[Stored data entries]
*** Begin section ***

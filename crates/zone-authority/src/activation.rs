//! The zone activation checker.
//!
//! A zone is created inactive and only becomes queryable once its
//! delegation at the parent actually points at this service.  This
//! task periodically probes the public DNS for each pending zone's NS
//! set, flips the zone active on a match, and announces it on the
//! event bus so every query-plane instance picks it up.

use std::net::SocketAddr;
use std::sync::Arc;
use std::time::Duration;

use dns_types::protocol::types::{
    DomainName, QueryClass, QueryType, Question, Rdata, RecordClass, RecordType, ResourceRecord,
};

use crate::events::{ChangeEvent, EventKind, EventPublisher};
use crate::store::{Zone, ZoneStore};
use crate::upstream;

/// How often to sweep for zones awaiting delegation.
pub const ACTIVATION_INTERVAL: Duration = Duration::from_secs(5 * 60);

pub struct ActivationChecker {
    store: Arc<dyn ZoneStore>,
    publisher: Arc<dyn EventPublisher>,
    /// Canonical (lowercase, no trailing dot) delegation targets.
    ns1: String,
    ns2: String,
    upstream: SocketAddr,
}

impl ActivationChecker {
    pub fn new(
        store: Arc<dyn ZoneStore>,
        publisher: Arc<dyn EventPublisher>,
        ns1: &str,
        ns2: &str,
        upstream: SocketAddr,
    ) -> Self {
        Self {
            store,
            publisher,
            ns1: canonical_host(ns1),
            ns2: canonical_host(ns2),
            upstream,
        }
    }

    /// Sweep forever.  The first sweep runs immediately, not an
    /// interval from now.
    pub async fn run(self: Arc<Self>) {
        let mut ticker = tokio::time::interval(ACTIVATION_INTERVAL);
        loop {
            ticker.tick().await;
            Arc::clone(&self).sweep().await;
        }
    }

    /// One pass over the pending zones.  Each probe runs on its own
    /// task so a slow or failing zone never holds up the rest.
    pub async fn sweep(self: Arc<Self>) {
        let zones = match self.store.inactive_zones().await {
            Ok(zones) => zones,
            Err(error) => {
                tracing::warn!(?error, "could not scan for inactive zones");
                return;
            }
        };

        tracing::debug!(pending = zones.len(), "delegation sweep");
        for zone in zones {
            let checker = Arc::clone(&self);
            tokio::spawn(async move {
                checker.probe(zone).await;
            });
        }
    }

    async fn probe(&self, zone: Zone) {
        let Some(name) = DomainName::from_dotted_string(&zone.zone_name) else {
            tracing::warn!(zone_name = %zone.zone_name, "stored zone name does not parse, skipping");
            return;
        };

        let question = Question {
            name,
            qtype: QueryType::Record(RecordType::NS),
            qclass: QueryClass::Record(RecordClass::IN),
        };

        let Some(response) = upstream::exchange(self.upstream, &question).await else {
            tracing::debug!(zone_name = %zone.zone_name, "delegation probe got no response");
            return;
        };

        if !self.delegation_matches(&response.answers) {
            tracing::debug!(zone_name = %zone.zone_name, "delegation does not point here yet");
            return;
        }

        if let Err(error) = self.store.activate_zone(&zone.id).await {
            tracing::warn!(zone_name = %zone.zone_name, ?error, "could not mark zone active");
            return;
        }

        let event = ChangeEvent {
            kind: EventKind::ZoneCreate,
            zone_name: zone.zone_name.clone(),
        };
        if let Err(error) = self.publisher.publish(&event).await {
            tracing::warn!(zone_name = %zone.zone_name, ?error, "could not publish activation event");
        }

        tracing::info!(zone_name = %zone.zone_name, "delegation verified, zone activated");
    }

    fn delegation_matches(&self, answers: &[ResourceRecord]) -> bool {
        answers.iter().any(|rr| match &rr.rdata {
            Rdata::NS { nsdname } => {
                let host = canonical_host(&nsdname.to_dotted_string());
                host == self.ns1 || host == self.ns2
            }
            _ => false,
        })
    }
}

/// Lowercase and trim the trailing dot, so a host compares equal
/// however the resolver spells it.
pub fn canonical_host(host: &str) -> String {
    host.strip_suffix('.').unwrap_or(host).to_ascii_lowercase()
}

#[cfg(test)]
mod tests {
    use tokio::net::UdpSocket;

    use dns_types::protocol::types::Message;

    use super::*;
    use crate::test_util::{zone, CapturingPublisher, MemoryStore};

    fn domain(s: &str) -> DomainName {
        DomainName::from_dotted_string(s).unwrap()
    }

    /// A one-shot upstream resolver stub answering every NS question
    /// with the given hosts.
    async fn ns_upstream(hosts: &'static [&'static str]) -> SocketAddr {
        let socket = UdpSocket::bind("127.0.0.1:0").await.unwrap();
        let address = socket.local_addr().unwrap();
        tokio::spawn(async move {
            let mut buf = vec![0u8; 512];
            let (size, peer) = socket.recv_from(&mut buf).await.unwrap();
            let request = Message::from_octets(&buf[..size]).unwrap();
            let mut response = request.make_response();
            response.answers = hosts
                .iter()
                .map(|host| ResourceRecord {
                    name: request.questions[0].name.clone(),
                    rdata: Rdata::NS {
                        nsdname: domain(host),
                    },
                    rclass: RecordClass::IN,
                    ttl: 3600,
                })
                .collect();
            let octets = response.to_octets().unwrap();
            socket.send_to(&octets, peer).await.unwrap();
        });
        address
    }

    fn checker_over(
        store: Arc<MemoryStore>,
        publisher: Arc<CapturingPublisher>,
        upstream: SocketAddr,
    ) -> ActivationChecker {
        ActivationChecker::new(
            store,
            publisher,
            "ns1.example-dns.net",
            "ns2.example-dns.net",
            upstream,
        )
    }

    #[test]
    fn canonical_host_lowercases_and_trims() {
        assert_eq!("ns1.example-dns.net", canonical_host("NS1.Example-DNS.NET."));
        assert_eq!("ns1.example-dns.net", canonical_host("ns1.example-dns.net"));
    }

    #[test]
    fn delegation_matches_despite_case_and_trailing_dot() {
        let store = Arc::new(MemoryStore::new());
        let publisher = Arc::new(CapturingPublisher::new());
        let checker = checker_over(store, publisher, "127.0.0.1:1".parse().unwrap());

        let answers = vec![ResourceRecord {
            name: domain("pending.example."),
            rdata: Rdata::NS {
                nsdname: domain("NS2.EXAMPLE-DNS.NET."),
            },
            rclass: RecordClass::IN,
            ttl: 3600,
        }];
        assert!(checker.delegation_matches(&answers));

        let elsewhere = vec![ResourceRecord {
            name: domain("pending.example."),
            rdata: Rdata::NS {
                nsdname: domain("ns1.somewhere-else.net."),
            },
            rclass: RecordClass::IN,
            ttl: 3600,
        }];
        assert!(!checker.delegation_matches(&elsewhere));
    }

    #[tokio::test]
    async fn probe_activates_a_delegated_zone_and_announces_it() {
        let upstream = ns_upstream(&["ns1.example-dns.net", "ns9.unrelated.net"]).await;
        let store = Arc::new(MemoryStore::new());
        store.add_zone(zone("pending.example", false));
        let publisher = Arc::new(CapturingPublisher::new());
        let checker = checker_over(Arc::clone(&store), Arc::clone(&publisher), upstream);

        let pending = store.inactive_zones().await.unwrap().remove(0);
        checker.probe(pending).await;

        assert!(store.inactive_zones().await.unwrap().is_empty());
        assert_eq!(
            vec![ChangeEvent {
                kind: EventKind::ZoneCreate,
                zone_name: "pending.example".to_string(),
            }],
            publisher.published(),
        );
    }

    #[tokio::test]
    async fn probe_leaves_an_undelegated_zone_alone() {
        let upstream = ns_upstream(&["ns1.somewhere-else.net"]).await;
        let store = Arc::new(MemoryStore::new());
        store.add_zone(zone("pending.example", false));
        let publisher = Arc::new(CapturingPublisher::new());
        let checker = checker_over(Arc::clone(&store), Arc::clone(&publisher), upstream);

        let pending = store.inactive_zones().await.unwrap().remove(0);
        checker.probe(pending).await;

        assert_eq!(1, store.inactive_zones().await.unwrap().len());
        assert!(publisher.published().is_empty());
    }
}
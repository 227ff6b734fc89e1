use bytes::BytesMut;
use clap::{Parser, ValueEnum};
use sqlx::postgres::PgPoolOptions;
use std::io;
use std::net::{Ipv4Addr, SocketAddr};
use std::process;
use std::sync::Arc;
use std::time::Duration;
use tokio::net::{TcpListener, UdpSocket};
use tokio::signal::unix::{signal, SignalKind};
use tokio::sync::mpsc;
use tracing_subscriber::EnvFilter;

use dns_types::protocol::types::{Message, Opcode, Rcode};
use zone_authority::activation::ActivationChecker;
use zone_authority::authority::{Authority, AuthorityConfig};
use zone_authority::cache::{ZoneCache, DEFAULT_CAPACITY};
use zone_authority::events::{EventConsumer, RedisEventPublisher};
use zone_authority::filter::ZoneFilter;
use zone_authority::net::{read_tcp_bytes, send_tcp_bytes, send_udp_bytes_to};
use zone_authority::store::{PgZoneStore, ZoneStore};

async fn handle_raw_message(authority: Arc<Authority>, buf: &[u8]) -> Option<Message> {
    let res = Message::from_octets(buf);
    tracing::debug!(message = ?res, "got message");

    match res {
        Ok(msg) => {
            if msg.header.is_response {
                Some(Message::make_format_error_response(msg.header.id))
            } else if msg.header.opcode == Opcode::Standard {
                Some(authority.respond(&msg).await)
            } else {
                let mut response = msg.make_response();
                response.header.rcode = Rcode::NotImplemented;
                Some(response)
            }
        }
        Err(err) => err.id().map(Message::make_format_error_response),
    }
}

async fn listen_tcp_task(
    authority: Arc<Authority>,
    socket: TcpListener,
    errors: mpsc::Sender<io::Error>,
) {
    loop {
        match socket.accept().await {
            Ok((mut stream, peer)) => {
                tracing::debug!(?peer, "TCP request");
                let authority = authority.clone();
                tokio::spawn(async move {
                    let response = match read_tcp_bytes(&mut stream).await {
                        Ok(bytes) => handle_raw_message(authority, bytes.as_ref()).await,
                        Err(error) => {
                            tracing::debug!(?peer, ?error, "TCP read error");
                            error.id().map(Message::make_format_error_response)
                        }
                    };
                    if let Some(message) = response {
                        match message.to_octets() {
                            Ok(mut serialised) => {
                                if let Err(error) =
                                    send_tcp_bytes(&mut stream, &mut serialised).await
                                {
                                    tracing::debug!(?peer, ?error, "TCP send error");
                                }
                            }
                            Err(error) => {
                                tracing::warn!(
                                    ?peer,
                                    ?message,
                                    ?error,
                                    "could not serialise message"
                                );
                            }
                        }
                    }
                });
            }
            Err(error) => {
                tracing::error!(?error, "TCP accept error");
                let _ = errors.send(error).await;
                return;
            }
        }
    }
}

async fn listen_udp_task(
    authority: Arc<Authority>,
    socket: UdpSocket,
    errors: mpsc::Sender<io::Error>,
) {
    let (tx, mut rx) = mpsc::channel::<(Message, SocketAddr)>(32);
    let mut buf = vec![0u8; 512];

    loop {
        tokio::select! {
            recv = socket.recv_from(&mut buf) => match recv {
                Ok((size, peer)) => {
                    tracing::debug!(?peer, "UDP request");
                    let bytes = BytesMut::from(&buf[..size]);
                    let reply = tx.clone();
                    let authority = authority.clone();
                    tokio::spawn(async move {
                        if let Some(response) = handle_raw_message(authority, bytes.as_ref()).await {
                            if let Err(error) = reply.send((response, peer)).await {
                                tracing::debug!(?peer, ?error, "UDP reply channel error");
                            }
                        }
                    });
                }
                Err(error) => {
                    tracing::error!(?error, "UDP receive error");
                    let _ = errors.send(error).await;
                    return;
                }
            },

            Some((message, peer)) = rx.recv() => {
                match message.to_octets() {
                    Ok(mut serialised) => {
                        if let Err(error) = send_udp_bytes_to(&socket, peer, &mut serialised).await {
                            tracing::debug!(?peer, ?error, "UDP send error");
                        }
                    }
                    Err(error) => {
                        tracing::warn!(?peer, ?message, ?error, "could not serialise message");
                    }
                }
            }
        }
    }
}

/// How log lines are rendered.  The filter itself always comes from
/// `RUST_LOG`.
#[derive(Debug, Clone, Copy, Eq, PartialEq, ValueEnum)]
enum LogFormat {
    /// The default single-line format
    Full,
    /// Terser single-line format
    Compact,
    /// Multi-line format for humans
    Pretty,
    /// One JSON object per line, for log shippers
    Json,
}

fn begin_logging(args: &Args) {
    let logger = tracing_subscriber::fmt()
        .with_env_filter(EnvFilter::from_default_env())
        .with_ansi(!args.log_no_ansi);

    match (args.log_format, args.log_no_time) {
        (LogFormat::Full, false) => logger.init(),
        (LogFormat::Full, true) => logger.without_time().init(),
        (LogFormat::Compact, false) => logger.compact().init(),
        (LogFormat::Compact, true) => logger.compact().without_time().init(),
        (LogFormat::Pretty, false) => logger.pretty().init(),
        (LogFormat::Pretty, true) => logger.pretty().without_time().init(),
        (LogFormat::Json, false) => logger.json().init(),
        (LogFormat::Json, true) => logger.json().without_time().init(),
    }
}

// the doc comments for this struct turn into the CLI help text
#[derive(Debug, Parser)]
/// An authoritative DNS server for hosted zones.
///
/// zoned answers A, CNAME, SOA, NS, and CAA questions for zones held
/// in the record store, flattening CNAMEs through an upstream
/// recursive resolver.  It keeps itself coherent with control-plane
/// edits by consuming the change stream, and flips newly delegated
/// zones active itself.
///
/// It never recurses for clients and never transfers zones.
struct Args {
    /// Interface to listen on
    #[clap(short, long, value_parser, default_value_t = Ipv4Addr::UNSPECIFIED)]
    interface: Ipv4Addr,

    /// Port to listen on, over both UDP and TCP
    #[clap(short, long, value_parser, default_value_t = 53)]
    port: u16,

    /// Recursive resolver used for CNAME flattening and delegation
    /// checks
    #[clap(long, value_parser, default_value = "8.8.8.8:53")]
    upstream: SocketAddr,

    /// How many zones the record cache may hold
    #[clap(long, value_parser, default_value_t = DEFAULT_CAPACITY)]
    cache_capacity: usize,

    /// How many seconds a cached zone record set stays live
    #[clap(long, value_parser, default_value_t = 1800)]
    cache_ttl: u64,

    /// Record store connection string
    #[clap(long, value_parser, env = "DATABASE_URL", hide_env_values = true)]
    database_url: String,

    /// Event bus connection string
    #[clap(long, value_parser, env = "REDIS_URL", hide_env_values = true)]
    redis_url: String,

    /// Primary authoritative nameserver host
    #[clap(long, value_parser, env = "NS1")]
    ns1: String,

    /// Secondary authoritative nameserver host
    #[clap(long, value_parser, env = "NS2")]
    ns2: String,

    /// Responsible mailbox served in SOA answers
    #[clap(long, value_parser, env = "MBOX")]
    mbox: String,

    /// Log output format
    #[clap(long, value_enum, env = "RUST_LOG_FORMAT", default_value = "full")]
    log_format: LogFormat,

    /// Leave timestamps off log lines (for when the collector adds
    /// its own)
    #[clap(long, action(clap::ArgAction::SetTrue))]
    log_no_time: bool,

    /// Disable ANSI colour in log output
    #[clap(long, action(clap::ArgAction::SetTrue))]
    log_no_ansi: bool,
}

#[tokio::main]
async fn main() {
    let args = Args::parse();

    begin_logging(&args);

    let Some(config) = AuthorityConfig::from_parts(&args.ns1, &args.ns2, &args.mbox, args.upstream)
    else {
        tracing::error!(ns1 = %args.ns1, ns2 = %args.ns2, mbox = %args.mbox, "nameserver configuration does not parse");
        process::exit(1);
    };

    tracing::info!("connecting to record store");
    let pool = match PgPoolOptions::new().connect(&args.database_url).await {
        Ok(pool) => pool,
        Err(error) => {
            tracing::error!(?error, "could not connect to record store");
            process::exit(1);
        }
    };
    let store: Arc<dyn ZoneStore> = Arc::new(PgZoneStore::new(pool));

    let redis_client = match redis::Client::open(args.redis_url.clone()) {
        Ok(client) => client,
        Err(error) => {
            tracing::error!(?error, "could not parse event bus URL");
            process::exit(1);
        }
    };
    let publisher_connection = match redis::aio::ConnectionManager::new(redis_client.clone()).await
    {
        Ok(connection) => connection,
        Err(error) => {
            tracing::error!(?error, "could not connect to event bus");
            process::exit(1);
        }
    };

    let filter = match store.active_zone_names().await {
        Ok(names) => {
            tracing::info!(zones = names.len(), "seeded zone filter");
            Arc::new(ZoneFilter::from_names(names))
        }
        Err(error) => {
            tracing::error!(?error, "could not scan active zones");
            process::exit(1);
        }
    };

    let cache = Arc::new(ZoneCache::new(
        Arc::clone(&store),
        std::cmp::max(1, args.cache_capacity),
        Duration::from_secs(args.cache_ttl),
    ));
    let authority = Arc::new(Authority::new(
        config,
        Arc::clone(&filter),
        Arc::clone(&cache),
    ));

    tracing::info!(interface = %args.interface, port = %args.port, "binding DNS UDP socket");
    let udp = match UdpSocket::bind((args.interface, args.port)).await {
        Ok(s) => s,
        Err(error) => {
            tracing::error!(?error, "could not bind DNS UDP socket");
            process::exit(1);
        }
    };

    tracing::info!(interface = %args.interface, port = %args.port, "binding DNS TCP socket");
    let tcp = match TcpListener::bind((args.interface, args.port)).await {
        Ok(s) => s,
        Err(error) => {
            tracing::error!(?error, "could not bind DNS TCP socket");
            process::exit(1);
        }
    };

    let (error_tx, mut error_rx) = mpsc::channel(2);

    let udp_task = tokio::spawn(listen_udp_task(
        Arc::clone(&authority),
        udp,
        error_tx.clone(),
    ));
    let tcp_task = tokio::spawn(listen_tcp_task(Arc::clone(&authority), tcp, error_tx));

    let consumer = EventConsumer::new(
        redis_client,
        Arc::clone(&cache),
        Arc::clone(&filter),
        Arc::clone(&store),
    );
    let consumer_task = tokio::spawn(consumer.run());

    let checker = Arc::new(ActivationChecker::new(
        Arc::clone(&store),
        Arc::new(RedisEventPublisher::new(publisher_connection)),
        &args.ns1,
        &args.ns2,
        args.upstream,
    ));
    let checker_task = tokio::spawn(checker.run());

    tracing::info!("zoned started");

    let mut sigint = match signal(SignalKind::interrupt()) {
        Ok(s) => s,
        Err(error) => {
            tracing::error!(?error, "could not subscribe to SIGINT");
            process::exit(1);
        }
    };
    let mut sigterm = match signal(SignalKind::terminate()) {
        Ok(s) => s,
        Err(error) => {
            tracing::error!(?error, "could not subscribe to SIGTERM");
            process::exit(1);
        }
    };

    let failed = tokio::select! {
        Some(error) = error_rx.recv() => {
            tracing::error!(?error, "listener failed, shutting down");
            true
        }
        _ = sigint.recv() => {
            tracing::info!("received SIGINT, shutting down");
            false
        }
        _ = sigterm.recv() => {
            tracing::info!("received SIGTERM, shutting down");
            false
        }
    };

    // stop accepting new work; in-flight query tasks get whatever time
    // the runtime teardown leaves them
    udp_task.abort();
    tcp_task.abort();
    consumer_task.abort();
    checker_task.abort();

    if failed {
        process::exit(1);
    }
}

*** End section ***

-- EXERCISE GOAL --
Copy each line above where the string "header" occurs.

-- WRITTEN RESPONSE --
            if msg.header.is_response {
                Some(Message::make_format_error_response(msg.header.id))
            } else if msg.header.opcode == Opcode::Standard {
                response.header.rcode = Rcode::NotImplemented;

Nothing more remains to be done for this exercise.